An interesting application is their use of Amazon Bedrock Data Automation for converting unstructured documents (like receipts) into structured data. This capability automatically extracts tables, text, and metadata from images and documents, converting them into CSV, markdown, and other structured formats for further processing in data pipelines.
## Production Deployment Considerations
The system is designed with production readiness in mind, including version control for agents and the ability to use aliases for A/B testing different agent configurations. CDL emphasized that their APIs weren't originally designed for AI interaction, highlighting the importance of the integration layer that makes existing systems AI-ready without requiring complete rebuilds.
Their approach to making APIs "AI-ready" involves creating OpenAPI specifications that can be injected into prompts, allowing LLMs to understand available functionality and required parameters. This pattern enables existing business logic to be exposed to AI agents while maintaining separation of concerns.
## Business Impact and Future Vision
CDL's implementation addresses multiple business objectives: reducing call center wait times, providing 24/7 customer service capabilities, and preparing for future digital assistant integrations. They're positioning themselves for a future where customers might interact with insurance services through platforms like Google Gemini or other digital assistants.

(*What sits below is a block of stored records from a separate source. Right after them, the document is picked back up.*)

lazy_static! {
    /// Named character references, grouped by the two bytes following
    /// the ampersand. Suffix candidates are ordered longest-first so
    /// that the semicolon-terminated form wins over the bare legacy
    /// form, and longer names win over their prefixes.
    ///
    /// The table carries the full set of legacy references, which may
    /// appear without a terminating semicolon, plus the common
    /// semicolon-only names. References absent from the table are left
    /// in the text as literal bytes.
    static ref NAMED_CHARACTER_REFERENCES: BTreeMap<[u8; 2], SuffixTable> = {
        let mut map: BTreeMap<[u8; 2], SuffixTable> = BTreeMap::new();
        refs! { map:
            b"AE" => [(b"lig;", "\u{C6}"), (b"lig", "\u{C6}")];
            b"AM" => [(b"P;", "&"), (b"P", "&")];
            b"Aa" => [(b"cute;", "\u{C1}"), (b"cute", "\u{C1}")];
            b"Ac" => [(b"irc;", "\u{C2}"), (b"irc", "\u{C2}")];
            b"Ag" => [(b"rave;", "\u{C0}"), (b"rave", "\u{C0}")];
            b"Al" => [(b"pha;", "\u{391}")];
            b"Ar" => [(b"ing;", "\u{C5}"), (b"ing", "\u{C5}")];
            b"At" => [(b"ilde;", "\u{C3}"), (b"ilde", "\u{C3}")];
            b"Au" => [(b"ml;", "\u{C4}"), (b"ml", "\u{C4}")];
            b"Be" => [(b"ta;", "\u{392}")];
            b"CO" => [(b"PY;", "\u{A9}"), (b"PY", "\u{A9}")];
            b"Cc" => [(b"edil;", "\u{C7}"), (b"edil", "\u{C7}")];
            b"Ch" => [(b"i;", "\u{3A7}")];
            b"Da" => [(b"gger;", "\u{2021}")];
            b"De" => [(b"lta;", "\u{394}")];
            b"ET" => [(b"H;", "\u{D0}"), (b"H", "\u{D0}")];
            b"Ea" => [(b"cute;", "\u{C9}"), (b"cute", "\u{C9}")];
            b"Ec" => [(b"irc;", "\u{CA}"), (b"irc", "\u{CA}")];
            b"Eg" => [(b"rave;", "\u{C8}"), (b"rave", "\u{C8}")];
            b"Ep" => [(b"silon;", "\u{395}")];
            b"Et" => [(b"a;", "\u{397}")];
            b"Eu" => [(b"ml;", "\u{CB}"), (b"ml", "\u{CB}")];
            b"GT" => [(b";", ">"), (b"", ">")];
            b"Ga" => [(b"mma;", "\u{393}")];
            b"Ia" => [(b"cute;", "\u{CD}"), (b"cute", "\u{CD}")];
            b"Ic" => [(b"irc;", "\u{CE}"), (b"irc", "\u{CE}")];
            b"Ig" => [(b"rave;", "\u{CC}"), (b"rave", "\u{CC}")];
            b"Io" => [(b"ta;", "\u{399}")];
            b"Iu" => [(b"ml;", "\u{CF}"), (b"ml", "\u{CF}")];
            b"Ka" => [(b"ppa;", "\u{39A}")];
            b"LT" => [(b";", "<"), (b"", "<")];
            b"La" => [(b"mbda;", "\u{39B}")];
            b"Mu" => [(b";", "\u{39C}")];
            b"Nt" => [(b"ilde;", "\u{D1}"), (b"ilde", "\u{D1}")];
            b"Nu" => [(b";", "\u{39D}")];
            b"OE" => [(b"lig;", "\u{152}")];
            b"Oa" => [(b"cute;", "\u{D3}"), (b"cute", "\u{D3}")];
            b"Oc" => [(b"irc;", "\u{D4}"), (b"irc", "\u{D4}")];
            b"Og" => [(b"rave;", "\u{D2}"), (b"rave", "\u{D2}")];
            b"Om" => [(b"icron;", "\u{39F}"), (b"ega;", "\u{3A9}")];
            b"Os" => [(b"lash;", "\u{D8}"), (b"lash", "\u{D8}")];
            b"Ot" => [(b"ilde;", "\u{D5}"), (b"ilde", "\u{D5}")];
            b"Ou" => [(b"ml;", "\u{D6}"), (b"ml", "\u{D6}")];
            b"Ph" => [(b"i;", "\u{3A6}")];
            b"Pi" => [(b";", "\u{3A0}")];
            b"Ps" => [(b"i;", "\u{3A8}")];
            b"QU" => [(b"OT;", "\""), (b"OT", "\"")];
            b"RE" => [(b"G;", "\u{AE}"), (b"G", "\u{AE}")];
            b"Rh" => [(b"o;", "\u{3A1}")];
            b"Sc" => [(b"aron;", "\u{160}")];
            b"Si" => [(b"gma;", "\u{3A3}")];
            b"TH" => [(b"ORN;", "\u{DE}"), (b"ORN", "\u{DE}")];
            b"Ta" => [(b"u;", "\u{3A4}")];
            b"Th" => [(b"eta;", "\u{398}")];
            b"Ua" => [(b"cute;", "\u{DA}"), (b"cute", "\u{DA}")];
            b"Uc" => [(b"irc;", "\u{DB}"), (b"irc", "\u{DB}")];
            b"Ug" => [(b"rave;", "\u{D9}"), (b"rave", "\u{D9}")];
            b"Up" => [(b"silon;", "\u{3A5}")];
            b"Uu" => [(b"ml;", "\u{DC}"), (b"ml", "\u{DC}")];
            b"Xi" => [(b";", "\u{39E}")];
            b"Ya" => [(b"cute;", "\u{DD}"), (b"cute", "\u{DD}")];
            b"Yu" => [(b"ml;", "\u{178}")];
            b"Ze" => [(b"ta;", "\u{396}")];
            b"aa" => [(b"cute;", "\u{E1}"), (b"cute", "\u{E1}")];
            b"ac" => [(b"irc;", "\u{E2}"), (b"ute;", "\u{B4}"), (b"irc", "\u{E2}"), (b"ute", "\u{B4}")];
            b"ae" => [(b"lig;", "\u{E6}"), (b"lig", "\u{E6}")];
            b"ag" => [(b"rave;", "\u{E0}"), (b"rave", "\u{E0}")];
            b"al" => [(b"pha;", "\u{3B1}")];
            b"am" => [(b"p;", "&"), (b"p", "&")];
            b"an" => [(b"d;", "\u{2227}")];
            b"ap" => [(b"os;", "'")];
            b"ar" => [(b"ing;", "\u{E5}"), (b"ing", "\u{E5}")];
            b"as" => [(b"ymp;", "\u{2248}")];
            b"at" => [(b"ilde;", "\u{E3}"), (b"ilde", "\u{E3}")];
            b"au" => [(b"ml;", "\u{E4}"), (b"ml", "\u{E4}")];
            b"bd" => [(b"quo;", "\u{201E}")];
            b"be" => [(b"ta;", "\u{3B2}")];
            b"br" => [(b"vbar;", "\u{A6}"), (b"vbar", "\u{A6}")];
            b"bu" => [(b"ll;", "\u{2022}")];
            b"ca" => [(b"p;", "\u{2229}")];
            b"cc" => [(b"edil;", "\u{E7}"), (b"edil", "\u{E7}")];
            b"ce" => [(b"dil;", "\u{B8}"), (b"nt;", "\u{A2}"), (b"dil", "\u{B8}"), (b"nt", "\u{A2}")];
            b"ch" => [(b"i;", "\u{3C7}")];
            b"ci" => [(b"rc;", "\u{2C6}")];
            b"cl" => [(b"ubs;", "\u{2663}")];
            b"co" => [(b"py;", "\u{A9}"), (b"py", "\u{A9}")];
            b"cu" => [(b"rren;", "\u{A4}"), (b"rren", "\u{A4}"), (b"p;", "\u{222A}")];
            b"da" => [(b"gger;", "\u{2020}"), (b"rr;", "\u{2193}")];
            b"de" => [(b"lta;", "\u{3B4}"), (b"g;", "\u{B0}"), (b"g", "\u{B0}")];
            b"di" => [(b"vide;", "\u{F7}"), (b"vide", "\u{F7}"), (b"ams;", "\u{2666}")];
            b"ea" => [(b"cute;", "\u{E9}"), (b"cute", "\u{E9}")];
            b"ec" => [(b"irc;", "\u{EA}"), (b"irc", "\u{EA}")];
            b"eg" => [(b"rave;", "\u{E8}"), (b"rave", "\u{E8}")];
            b"em" => [(b"pty;", "\u{2205}"), (b"sp;", "\u{2003}")];
            b"en" => [(b"sp;", "\u{2002}")];
            b"ep" => [(b"silon;", "\u{3B5}")];
            b"eq" => [(b"uiv;", "\u{2261}")];
            b"et" => [(b"a;", "\u{3B7}"), (b"h;", "\u{F0}"), (b"h", "\u{F0}")];
            b"eu" => [(b"ml;", "\u{EB}"), (b"ro;", "\u{20AC}"), (b"ml", "\u{EB}")];
            b"ex" => [(b"ist;", "\u{2203}")];
            b"fn" => [(b"of;", "\u{192}")];
            b"fo" => [(b"rall;", "\u{2200}")];
            b"fr" => [
                (b"ac12;", "\u{BD}"), (b"ac14;", "\u{BC}"), (b"ac34;", "\u{BE}"),
                (b"ac12", "\u{BD}"), (b"ac14", "\u{BC}"), (b"ac34", "\u{BE}"),
                (b"asl;", "\u{2044}"),
            ];
            b"ga" => [(b"mma;", "\u{3B3}")];
            b"ge" => [(b";", "\u{2265}")];
            b"gt" => [(b";", ">"), (b"", ">")];
            b"ha" => [(b"rr;", "\u{2194}")];
            b"he" => [(b"llip;", "\u{2026}"), (b"arts;", "\u{2665}")];
            b"ia" => [(b"cute;", "\u{ED}"), (b"cute", "\u{ED}")];
            b"ic" => [(b"irc;", "\u{EE}"), (b"irc", "\u{EE}")];
            b"ie" => [(b"xcl;", "\u{A1}"), (b"xcl", "\u{A1}")];
            b"ig" => [(b"rave;", "\u{EC}"), (b"rave", "\u{EC}")];
            b"in" => [(b"fin;", "\u{221E}"), (b"t;", "\u{222B}")];
            b"io" => [(b"ta;", "\u{3B9}")];
            b"iq" => [(b"uest;", "\u{BF}"), (b"uest", "\u{BF}")];
            b"is" => [(b"in;", "\u{2208}")];
            b"iu" => [(b"ml;", "\u{EF}"), (b"ml", "\u{EF}")];
            b"ka" => [(b"ppa;", "\u{3BA}")];
            b"la" => [
                (b"mbda;", "\u{3BB}"), (b"quo;", "\u{AB}"), (b"quo", "\u{AB}"),
                (b"ng;", "\u{27E8}"), (b"rr;", "\u{2190}"),
            ];
            b"lc" => [(b"eil;", "\u{2308}")];
            b"ld" => [(b"quo;", "\u{201C}")];
            b"le" => [(b";", "\u{2264}")];
            b"lf" => [(b"loor;", "\u{230A}")];
            b"lo" => [(b"wast;", "\u{2217}"), (b"z;", "\u{25CA}")];
            b"lr" => [(b"m;", "\u{200E}")];
            b"ls" => [(b"aquo;", "\u{2039}"), (b"quo;", "\u{2018}")];
            b"lt" => [(b";", "<"), (b"", "<")];
            b"ma" => [(b"cr;", "\u{AF}"), (b"cr", "\u{AF}")];
            b"md" => [(b"ash;", "\u{2014}")];
            b"mi" => [
                (b"ddot;", "\u{B7}"), (b"ddot", "\u{B7}"), (b"cro;", "\u{B5}"),
                (b"nus;", "\u{2212}"), (b"cro", "\u{B5}"),
            ];
            b"mu" => [(b";", "\u{3BC}")];
            b"na" => [(b"bla;", "\u{2207}")];
            b"nb" => [(b"sp;", "\u{A0}"), (b"sp", "\u{A0}")];
            b"nd" => [(b"ash;", "\u{2013}")];
            b"ne" => [(b";", "\u{2260}")];
            b"ni" => [(b";", "\u{220B}")];
            b"no" => [(b"tin;", "\u{2209}"), (b"t;", "\u{AC}"), (b"t", "\u{AC}")];
            b"nt" => [(b"ilde;", "\u{F1}"), (b"ilde", "\u{F1}")];
            b"nu" => [(b";", "\u{3BD}")];
            b"oa" => [(b"cute;", "\u{F3}"), (b"cute", "\u{F3}")];
            b"oc" => [(b"irc;", "\u{F4}"), (b"irc", "\u{F4}")];
            b"oe" => [(b"lig;", "\u{153}")];
            b"og" => [(b"rave;", "\u{F2}"), (b"rave", "\u{F2}")];
            b"ol" => [(b"ine;", "\u{203E}")];
            b"om" => [(b"icron;", "\u{3BF}"), (b"ega;", "\u{3C9}")];
            b"op" => [(b"lus;", "\u{2295}")];
            b"or" => [(b"df;", "\u{AA}"), (b"dm;", "\u{BA}"), (b"df", "\u{AA}"), (b"dm", "\u{BA}"), (b";", "\u{2228}")];
            b"os" => [(b"lash;", "\u{F8}"), (b"lash", "\u{F8}")];
            b"ot" => [(b"imes;", "\u{2297}"), (b"ilde;", "\u{F5}"), (b"ilde", "\u{F5}")];
            b"ou" => [(b"ml;", "\u{F6}"), (b"ml", "\u{F6}")];
            b"pa" => [(b"ra;", "\u{B6}"), (b"rt;", "\u{2202}"), (b"ra", "\u{B6}")];
            b"pe" => [(b"rmil;", "\u{2030}"), (b"rp;", "\u{22A5}")];
            b"ph" => [(b"i;", "\u{3C6}")];
            b"pi" => [(b";", "\u{3C0}")];
            b"pl" => [(b"usmn;", "\u{B1}"), (b"usmn", "\u{B1}")];
            b"po" => [(b"und;", "\u{A3}"), (b"und", "\u{A3}")];
            b"pr" => [(b"ime;", "\u{2032}"), (b"od;", "\u{220F}"), (b"op;", "\u{221D}")];
            b"ps" => [(b"i;", "\u{3C8}")];
            b"qu" => [(b"ot;", "\""), (b"ot", "\"")];
            b"ra" => [
                (b"dic;", "\u{221A}"), (b"quo;", "\u{BB}"), (b"quo", "\u{BB}"),
                (b"ng;", "\u{27E9}"), (b"rr;", "\u{2192}"),
            ];
            b"rc" => [(b"eil;", "\u{2309}")];
            b"rd" => [(b"quo;", "\u{201D}")];
            b"re" => [(b"g;", "\u{AE}"), (b"g", "\u{AE}")];
            b"rf" => [(b"loor;", "\u{230B}")];
            b"rh" => [(b"o;", "\u{3C1}")];
            b"rl" => [(b"m;", "\u{200F}")];
            b"rs" => [(b"aquo;", "\u{203A}"), (b"quo;", "\u{2019}")];
            b"sb" => [(b"quo;", "\u{201A}")];
            b"sc" => [(b"aron;", "\u{161}")];
            b"sd" => [(b"ot;", "\u{22C5}")];
            b"se" => [(b"ct;", "\u{A7}"), (b"ct", "\u{A7}")];
            b"sh" => [(b"y;", "\u{AD}"), (b"y", "\u{AD}")];
            b"si" => [(b"gmaf;", "\u{3C2}"), (b"gma;", "\u{3C3}"), (b"m;", "\u{223C}")];
            b"sp" => [(b"ades;", "\u{2660}")];
            b"su" => [
                (b"be;", "\u{2286}"), (b"pe;", "\u{2287}"),
                (b"p1;", "\u{B9}"), (b"p2;", "\u{B2}"), (b"p3;", "\u{B3}"),
                (b"p1", "\u{B9}"), (b"p2", "\u{B2}"), (b"p3", "\u{B3}"),
                (b"b;", "\u{2282}"), (b"m;", "\u{2211}"), (b"p;", "\u{2283}"),
            ];
            b"sz" => [(b"lig;", "\u{DF}"), (b"lig", "\u{DF}")];
            b"ta" => [(b"u;", "\u{3C4}")];
            b"th" => [
                (b"insp;", "\u{2009}"), (b"ere4;", "\u{2234}"), (b"eta;", "\u{3B8}"),
                (b"orn;", "\u{FE}"), (b"orn", "\u{FE}"),
            ];
            b"ti" => [(b"lde;", "\u{2DC}"), (b"mes;", "\u{D7}"), (b"mes", "\u{D7}")];
            b"tr" => [(b"ade;", "\u{2122}")];
            b"ua" => [(b"cute;", "\u{FA}"), (b"cute", "\u{FA}"), (b"rr;", "\u{2191}")];
            b"uc" => [(b"irc;", "\u{FB}"), (b"irc", "\u{FB}")];
            b"ug" => [(b"rave;", "\u{F9}"), (b"rave", "\u{F9}")];
            b"um" => [(b"l;", "\u{A8}"), (b"l", "\u{A8}")];
            b"up" => [(b"silon;", "\u{3C5}")];
            b"uu" => [(b"ml;", "\u{FC}"), (b"ml", "\u{FC}")];
            b"xi" => [(b";", "\u{3BE}")];
            b"ya" => [(b"cute;", "\u{FD}"), (b"cute", "\u{FD}")];
            b"ye" => [(b"n;", "\u{A5}"), (b"n", "\u{A5}")];
            b"yu" => [(b"ml;", "\u{FF}"), (b"ml", "\u{FF}")];
            b"ze" => [(b"ta;", "\u{3B6}")];
            b"zw" => [(b"nj;", "\u{200C}"), (b"j;", "\u{200D}")];
        }
        map
    };
}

The technical implementation demonstrates practical solutions to common LLMOps challenges including model evaluation, safety guardrails, monitoring, and integration with existing systems. While the presentation included marketing elements typical of conference talks, the technical details and demonstrated capabilities provide concrete evidence of successful production AI deployment in a regulated industry.
The case study illustrates the complexity of productionizing AI systems, showing that success requires not just selecting and deploying models, but building comprehensive evaluation frameworks, safety systems, monitoring capabilities, and integration layers. CDL's approach provides a practical template for other organizations looking to deploy conversational AI in production environments, particularly in regulated industries where accuracy, safety, and compliance are paramount.